Bigeyes
Bigeyes

Reputation: 1666

Pass data from code behind and ViewModel to another ViewModel

I have a View which has 2 sub views on it and a ViewModel is assigned to each view:

ViewParent - ViewModelParent
{ 
   ViewA - ViewModelA
   ViewB - ViewModelB
}

The ViewParent structure likes below.

<StackPanel Orientation="Vertical">
    <local:AView DataContext="{Binding ViewModelA, Mode=TwoWay}"></localViews:AView>
</StackPanel>
<StackPanel Orientation="Vertical">
    <localViews:BView DataContext="{Binding ViewModelB, Mode=TwoWay}"></localViews:BView>
</StackPanel>

Now in code behind of ViewA, I have an event to select a row in a gridview.

  private void radGridView_SelectionChanged(object sender, SelectionChangeEventArgs e)
    {
        try
        {
            RadGridView grv = sender as RadGridView;                       

            if (e.AddedItems.Count > 0)
            {
               var row = grv.SelectedItem as SomeClass;
               if(condition)
                  // Enable a button in ViewB.

What I want is to pass row to ViewModelB. Also, I want to enable a button in ViewB. Finally I want to pass a few integers from ViewModelA to ViewModelB.

How to do it? I thought about constructor injection but still without clear idea.

Upvotes: 0

Views: 1853

Answers (1)

There's a lot of typing here, but there's no difficult logic and there's nothing that'll turn into a bug and bite you.

  1. Make sure ParentViewModel has references to ViewModelA and ViewModelB (as I understand it you're already there).

  2. Give ViewModelA a SelectedRowChanged event:

    public event EventHandler SelectedRowChanged;
    
  3. Give ViewModelB an IsMyButtonEnabled property (but name it better than that; you need the name to indicate which button its referring to)

    private bool _isMyButtonEnabled;
    public bool IsMyButtonEnabled {
        get { return _isMyButtonEnabled; }
        set { 
            _isMyButtonEnabled = value;
            OnPropertyChanged(nameof(IsMyButtonEnabled));
        }
    }
    
  4. In ViewB, bind the button's IsEnabled property to that property:

    <Button
        ...
        IsEnabled="{Binding IsMyButtonEnabled}"
        ...
    
  5. Give both ViewModelA and ViewModelB a SelectedRow property.

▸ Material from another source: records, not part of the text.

//! The invocation queue: selected tasks plus anything notified while running.

use std::collections::VecDeque;

use crate::error::{Error, Result};
use crate::registry::Registry;

/// Ordered queue of task indices with run-at-most-once bookkeeping.
#[derive(Debug, Default)]
pub struct Manifest {
    queue: VecDeque<usize>,
    consumed: Vec<usize>,
}

impl Manifest {
    /// Queues every task addressed by `names`, in order, without duplicates.
    ///
    /// # Errors
    ///
    /// Returns [`Error::UnknownSession`] for a name nothing is registered under.
    pub fn select<S: AsRef<str>>(registry: &Registry, names: &[S]) -> Result<Self> {
        let mut manifest = Self::default();
        for name in names {
            let name = name.as_ref();
            let ids =
                registry.matching(name).ok_or_else(|| Error::UnknownSession(name.to_string()))?;
            if ids.is_empty() {
                tracing::warn!("session {name} has no parameters to run; skipping");
            }
            for id in ids {
                if !manifest.contains(id) {
                    manifest.queue.push_back(id);
                }
            }
        }
        Ok(manifest)
    }

    /// Appends the tasks addressed by `name` unless they are already queued
    /// or have already run. Returns how many were added.
    ///
    /// # Errors
    ///
    /// Returns [`Error::UnknownSession`] for an unregistered name.
    pub fn notify(&mut self, registry: &Registry, name: &str) -> Result<usize> {
        let ids = registry.matching(name).ok_or_else(|| Error::UnknownSession(name.to_string()))?;
        let mut added = 0;
        for id in ids {
            if !self.contains(id) {
                self.queue.push_back(id);
                added += 1;
            }
        }
        Ok(added)
    }

    /// Takes the next task to run.
    pub fn next_task(&mut self) -> Option<usize> {
        let id = self.queue.pop_front()?;
        self.consumed.push(id);
        Some(id)
    }

    /// Tasks still waiting.
    #[must_use]
    pub fn pending(&self) -> Vec<usize> {
        self.queue.iter().copied().collect()
    }

    fn contains(&self, id: usize) -> bool {
        self.queue.contains(&id) || self.consumed.contains(&id)
    }
}

#[cfg(test)]
mod tests {
    use super::*;
    use crate::registry::SessionDef;
    use crate::session::Session;

    fn noop(_: &mut Session<'_>, _: Option<&str>) -> Result<()> {
        Ok(())
    }

    fn registry() -> Registry {
        let mut registry = Registry::new();
        for name in ["lint", "typing", "static", "formatters", "spelling", "actionlint"] {
            registry.register(SessionDef::new(name, noop));
        }
        registry.register(
            SessionDef::new("pip-compile", noop).parametrize("req", vec!["a".into(), "b".into()]),
        );
        registry
    }

    #[test]
    fn select_deduplicates_and_rejects_unknown_names() {
        let registry = registry();
        let names = ["static", "pip-compile", "pip-compile(a)", "static"];
        let manifest = Manifest::select(&registry, &names).unwrap();
        assert_eq!(manifest.pending(), vec![2, 6, 7]);

        let err = Manifest::select(&registry, &["static", "docs"]).unwrap_err();
        assert!(matches!(err, Error::UnknownSession(name) if name == "docs"));
    }

    #[test]
    fn notified_tasks_run_at_most_once() {
        let registry = registry();
        let mut manifest = Manifest::select(&registry, &["lint", "static"]).unwrap();

        assert_eq!(manifest.next_task(), Some(0));
        let mut added = 0;
        for name in ["typing", "static", "formatters", "spelling", "actionlint"] {
            added += manifest.notify(&registry, name).unwrap();
        }
        // `static` was already queued by the selection.
        assert_eq!(added, 4);
        assert_eq!(manifest.pending(), vec![2, 1, 3, 4, 5]);

        // Re-notifying something already run or queued is a no-op.
        assert_eq!(manifest.notify(&registry, "lint").unwrap(), 0);
        assert_eq!(manifest.notify(&registry, "typing").unwrap(), 0);

        let mut ran = vec![0];
        while let Some(id) = manifest.next_task() {
            ran.push(id);
        }
        assert_eq!(ran, vec![0, 2, 1, 3, 4, 5]);
    }

    #[test]
    fn notify_unknown_session_fails() {
        let registry = registry();
        let mut manifest = Manifest::default();
        assert!(manifest.notify(&registry, "make").is_err());
    }
}
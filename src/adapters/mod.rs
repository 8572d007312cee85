//! Port adapters: live (real system), recording and replaying (cassettes).

pub mod live;
pub mod recording;
pub mod replaying;
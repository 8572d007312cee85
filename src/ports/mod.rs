//! Port traits defining external boundaries.
//!
//! Each trait represents a boundary between the session runner and the
//! host system (child processes, filesystem, git, executable lookup).
//! Implementations live in `src/adapters/`.

pub mod filesystem;
pub mod git;
pub mod locator;
pub mod process;

pub use filesystem::FileSystem;
pub use git::GitRepo;
pub use locator::ExecutableLocator;
pub use process::{Invocation, ProcessOutput, ProcessRunner};

/// Error type returned by every port method.
pub type PortError = Box<dyn std::error::Error + Send + Sync>;
//! Filesystem port for the few disk operations the runner performs.

use std::path::Path;

use super::PortError;

/// Provides filesystem access for discovery and environment management.
pub trait FileSystem: Send + Sync {
    /// Returns `true` if the path exists on the filesystem.
    fn exists(&self, path: &Path) -> bool;

    /// Lists the entry names of a directory, sorted.
    ///
    /// # Errors
    ///
    /// Returns an error if the path is not a directory or cannot be read.
    fn list_dir(&self, path: &Path) -> Result<Vec<String>, PortError>;

    /// Removes a directory and everything below it.
    ///
    /// # Errors
    ///
    /// Returns an error if the directory cannot be removed.
    fn remove_dir_all(&self, path: &Path) -> Result<(), PortError>;
}
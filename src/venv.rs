//! Per-session isolated Python environments.

use std::collections::BTreeMap;
use std::path::{Path, PathBuf};

use crate::config::Config;
use crate::context::ServiceContext;
use crate::error::{Error, Result};
use crate::ports::process::Invocation;

/// Interpreter used when a session does not pin a Python version.
pub const DEFAULT_PYTHON: &str = "python3";

/// A provisioned environment directory.
#[derive(Debug, Clone, PartialEq, Eq)]
pub struct VirtualEnv {
    location: PathBuf,
}

impl VirtualEnv {
    /// Where the environment for `signature` lives.
    #[must_use]
    pub fn location_for(config: &Config, signature: &str) -> PathBuf {
        config.env_dir().join(slug(signature))
    }

    /// Creates (or, with `reuse`, re-uses) the environment for `signature`.
    ///
    /// # Errors
    ///
    /// Returns an error if a stale environment cannot be removed or the
    /// interpreter fails to create a new one.
    pub fn provision(
        ctx: &ServiceContext,
        config: &Config,
        signature: &str,
        python: Option<&str>,
        reuse: bool,
    ) -> Result<Self> {
        let location = Self::location_for(config, signature);
        if ctx.fs.exists(&location) {
            if reuse {
                tracing::info!(
                    session = signature,
                    "Re-using existing virtual environment at {}",
                    location.display()
                );
                return Ok(Self { location });
            }
            ctx.fs.remove_dir_all(&location).map_err(|e| {
                Error::Configuration(format!("cannot remove {}: {e}", location.display()))
            })?;
        }

        let interpreter =
            python.map_or_else(|| DEFAULT_PYTHON.to_string(), |v| format!("python{v}"));
        tracing::info!(
            session = signature,
            "Creating virtual environment using {interpreter} in {}",
            location.display()
        );
        let invocation = Invocation {
            program: interpreter.clone(),
            args: vec!["-m".into(), "venv".into(), location.display().to_string()],
            env: BTreeMap::new(),
            cwd: config.root.clone(),
            capture: false,
        };
        let output = ctx
            .process
            .run(&invocation)
            .map_err(|e| Error::Spawn { program: interpreter.clone(), message: e.to_string() })?;
        if !output.success() {
            return Err(Error::ToolFailed { program: interpreter, code: output.exit_code });
        }
        Ok(Self { location })
    }

    /// Wraps an environment that already exists at `location`.
    #[must_use]
    pub fn existing(location: PathBuf) -> Self {
        Self { location }
    }

    /// The environment directory.
    #[must_use]
    pub fn location(&self) -> &Path {
        &self.location
    }

    /// The directory holding the environment's executables.
    #[must_use]
    pub fn bin_dir(&self) -> PathBuf {
        self.location.join(if cfg!(windows) { "Scripts" } else { "bin" })
    }

    /// Variables that activate the environment for child processes.
    #[must_use]
    pub fn activation_env(&self, host_path: Option<&str>) -> BTreeMap<String, String> {
        let bin = self.bin_dir().display().to_string();
        let path = match host_path {
            Some(rest) if !rest.is_empty() => {
                let separator = if cfg!(windows) { ';' } else { ':' };
                format!("{bin}{separator}{rest}")
            }
            _ => bin,
        };
        BTreeMap::from([
            ("VIRTUAL_ENV".to_string(), self.location.display().to_string()),
            ("PATH".to_string(), path),
        ])
    }
}

/// Directory-safe form of a session signature.
fn slug(signature: &str) -> String {
    let slug: String = signature
        .chars()
        .map(|c| if c.is_ascii_alphanumeric() || c == '_' { c } else { '-' })
        .collect();
    slug.trim_matches('-').to_string()
}
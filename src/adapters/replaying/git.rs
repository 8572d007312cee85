//! Replaying adapter for the `GitRepo` port.

use std::path::Path;
use std::sync::Mutex;

use super::replay_result;
use crate::cassette::replayer::CassetteReplayer;
use crate::ports::git::GitRepo;
use crate::ports::PortError;

/// Replays recorded git diffs from a cassette.
pub struct ReplayingGitRepo {
    replayer: Mutex<CassetteReplayer>,
    commit: String,
}

impl ReplayingGitRepo {
    /// Creates a new replaying git adapter; `commit` is the cassette's
    /// recorded commit.
    #[must_use]
    pub fn new(replayer: CassetteReplayer, commit: impl Into<String>) -> Self {
        Self { replayer: Mutex::new(replayer), commit: commit.into() }
    }
}

impl GitRepo for ReplayingGitRepo {
    fn current_commit(&self, _root: &Path) -> Result<String, PortError> {
        Ok(self.commit.clone())
    }

    fn diff(&self, _root: &Path, pathspec: &str) -> Result<String, PortError> {
        let interaction = {
            let mut replayer = self.replayer.lock().map_err(|_| "replayer lock poisoned")?;
            replayer.next_interaction("git", "diff")?.clone()
        };
        let recorded = interaction.input.get("pathspec").and_then(serde_json::Value::as_str);
        if recorded.is_some_and(|recorded| recorded != pathspec) {
            return Err(format!(
                "Replay mismatch at seq={}: recorded git diff {recorded:?}, got {pathspec:?}",
                interaction.seq
            )
            .into());
        }
        replay_result(&interaction.output)
    }
}

#[cfg(test)]
mod tests {
    use super::*;
    use crate::cassette::format::{Cassette, Interaction};
    use chrono::Utc;
    use serde_json::json;

    #[test]
    fn replays_recorded_diff() {
        let cassette = Cassette {
            name: "test".into(),
            recorded_at: Utc::now(),
            commit: "abc".into(),
            interactions: vec![Interaction {
                seq: 0,
                port: "git".into(),
                method: "diff".into(),
                input: json!({"pathspec": "tests"}),
                output: json!({"Ok": "-pip==24.0\n+pip==24.2\n"}),
            }],
        };
        let git = ReplayingGitRepo::new(CassetteReplayer::new(&cassette), "abc");
        assert_eq!(git.current_commit(Path::new(".")).unwrap(), "abc");
        assert!(git.diff(Path::new("."), "tests").unwrap().contains("pip==24.2"));
    }
}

    private SomeClass _selectedRow;
    public SomeClass SelectedRow {
        get { return _selectedRow; }
        set { 
            _selectedRow = value;
            OnPropertyChanged(nameof(SelectedRow));
            /*
                DO ADDITIONAL STUFF HERE:
    
                VMA: 
                    SelectedRowChanged?.Invoke(this, EventArgs.Empty);
    
                VMB:
                    Set IsMyButtonEnabled to whatever is appropriate based on
                    the selected row. 
             */
        }
    }
    
  6. ParentViewModel sets up a handler for ViewModelA.SelectedRowChanged, which it can do because it has a reference to its instance of ViewModelA. Then the handler tells ViewModelB to do whatever needs to be done when SelectedRow changes. Another way to do this would be to give ViewModelB a reference to ViewModelA, and have it handle ViewModelA.SelectedRowChanged. But as a rule, you want your child viewmodels to be more loosely coupled than that. You don't want B to depend on having a sibling of type A. But the parent already depends on having both of those children. In for a penny, in for a pound. You can't get any more wet.

    ...
    //  Constructor or someplace
    this.VMA = new ViewModelA();
    this.VMA.SelectedRowChanged += ViewModelA_SelectedRowChanged;
    ...
    
    void ViewModelA_SelectedRowChanged(Object sender, EventArgs e)
    {
        //  VMB.SelectedItem's setter will enable the button appropriately
        VMB.SelectedItem = VMA.SelectedItem;
    }
    

You really "should" be doing the button thing with a Command, and enabling the Command instead of having an Is*ButtonEnabled property. That's a more versatile and powerful way to do things. But we can take things one step at a time.